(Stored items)
================================
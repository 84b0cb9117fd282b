/// Memory annotations for tabs
///
/// Per-tab memory comes from chrome.processes, which only Dev and Canary
/// channels expose. On stable Chrome the sampler returns nothing and every tab
/// keeps `memory: None`.
use std::collections::HashMap;

use serde::{Deserialize, Serialize};

use crate::tab_data::TabInfo;

const BYTES_PER_MB: f64 = 1024.0 * 1024.0;
const SIZE_UNITS: [&str; 4] = ["B", "KB", "MB", "GB"];

/// How often the panel re-samples memory
pub const MEMORY_REFRESH_INTERVAL_MS: f64 = 30_000.0;
/// Minimum gap between two high-memory alerts
pub const MEMORY_ALERT_COOLDOWN_MS: f64 = 5.0 * 60_000.0;

#[derive(Debug, Clone, Copy, PartialEq, Serialize, Deserialize)]
#[serde(rename_all = "camelCase")]
pub struct MemoryThreshold {
    /// Megabytes
    pub warning: f64,
    /// Megabytes
    pub critical: f64,
}

impl Default for MemoryThreshold {
    fn default() -> Self {
        MemoryThreshold {
            warning: 100.0,
            critical: 200.0,
        }
    }
}

#[derive(Debug, Clone, Copy, PartialEq, Eq, Serialize)]
#[serde(rename_all = "lowercase")]
pub enum MemoryStatus {
    Low,
    Medium,
    High,
    Critical,
}

/// Human-readable size with base-1024 units, e.g. "1.5 MB"
pub fn format_bytes(bytes: u64, decimals: usize) -> String {
    if bytes == 0 {
        return "0 B".to_string();
    }

    let mut exponent = 0;
    while exponent < SIZE_UNITS.len() - 1 && bytes >= 1u64 << (10 * (exponent + 1)) {
        exponent += 1;
    }
    let value = bytes as f64 / (1u64 << (10 * exponent)) as f64;

    // Round, then let the float formatter drop trailing zeros
    let factor = 10f64.powi(decimals as i32);
    let rounded = (value * factor).round() / factor;
    format!("{} {}", rounded, SIZE_UNITS[exponent])
}

/// `format_bytes` for counts from JS, where a negative or NaN value means "unknown"
pub fn format_byte_count(bytes: f64, decimals: usize) -> String {
    if bytes.is_nan() || bytes < 0.0 {
        return "N/A".to_string();
    }
    format_bytes(bytes as u64, decimals)
}

pub fn bytes_to_mb(bytes: u64) -> f64 {
    bytes as f64 / BYTES_PER_MB
}

/// Copy of `tabs` with sampled memory joined in; tabs missing from the sample get None
pub fn attach_memory(tabs: &[TabInfo], samples: &HashMap<i32, u64>) -> Vec<TabInfo> {
    tabs.iter()
        .map(|tab| TabInfo {
            memory: samples.get(&tab.id).copied(),
            ..tab.clone()
        })
        .collect()
}

pub fn calculate_total_memory(tabs: &[TabInfo]) -> u64 {
    tabs.iter().filter_map(|tab| tab.memory).sum()
}

/// Heaviest tabs first; tabs without a sample count as zero
pub fn sort_tabs_by_memory(tabs: &[TabInfo]) -> Vec<TabInfo> {
    let mut sorted = tabs.to_vec();
    sorted.sort_by(|a, b| b.memory.unwrap_or(0).cmp(&a.memory.unwrap_or(0)));
    sorted
}

/// Tabs using more than `threshold_mb`
pub fn high_memory_tabs(tabs: &[TabInfo], threshold_mb: f64) -> Vec<TabInfo> {
    let threshold_bytes = threshold_mb * BYTES_PER_MB;
    tabs.iter()
        .filter(|tab| tab.memory.unwrap_or(0) as f64 > threshold_bytes)
        .cloned()
        .collect()
}

pub fn memory_status(memory_mb: f64) -> MemoryStatus {
    if memory_mb < 50.0 {
        MemoryStatus::Low
    } else if memory_mb < 100.0 {
        MemoryStatus::Medium
    } else if memory_mb < 200.0 {
        MemoryStatus::High
    } else {
        MemoryStatus::Critical
    }
}

/// Share of `total` taken by `used`, in percent. Zero when the total is unknown.
pub fn memory_percentage(used: u64, total: u64) -> f64 {
    if total == 0 {
        return 0.0;
    }
    used as f64 / total as f64 * 100.0
}

/// System-wide memory pressure, judged by the share still available
#[derive(Debug, Clone, Copy, PartialEq, Eq, Serialize)]
#[serde(rename_all = "lowercase")]
pub enum MemoryPressure {
    Healthy,
    Moderate,
    Critical,
}

/// Over 30% free is healthy, over 15% moderate, anything less critical
pub fn memory_pressure(available_percentage: f64) -> MemoryPressure {
    if available_percentage > 30.0 {
        MemoryPressure::Healthy
    } else if available_percentage > 15.0 {
        MemoryPressure::Moderate
    } else {
        MemoryPressure::Critical
    }
}

#[derive(Debug, Clone, Copy, PartialEq, Serialize)]
#[serde(rename_all = "camelCase")]
pub struct MemorySummary {
    pub total: u64,
    pub average: f64,
    /// Tabs with a non-zero sample; zero means memory data is unavailable
    pub sampled_tabs: usize,
}

pub fn summarize_memory(tabs: &[TabInfo]) -> MemorySummary {
    let total = calculate_total_memory(tabs);
    MemorySummary {
        total,
        average: if tabs.is_empty() {
            0.0
        } else {
            total as f64 / tabs.len() as f64
        },
        sampled_tabs: tabs.iter().filter(|tab| tab.memory.unwrap_or(0) > 0).count(),
    }
}

/// Whether a high-memory alert should fire now, given when the last one did
pub fn should_alert(high_memory_count: usize, now: f64, last_alert: f64) -> bool {
    high_memory_count > 0 && now - last_alert > MEMORY_ALERT_COOLDOWN_MS
}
================================
#### DESCRIPTION OF THE TASK:
Among the lines above, please count those that contain the string "None" and write the number by itself.

#### ANSWER SPACE:
2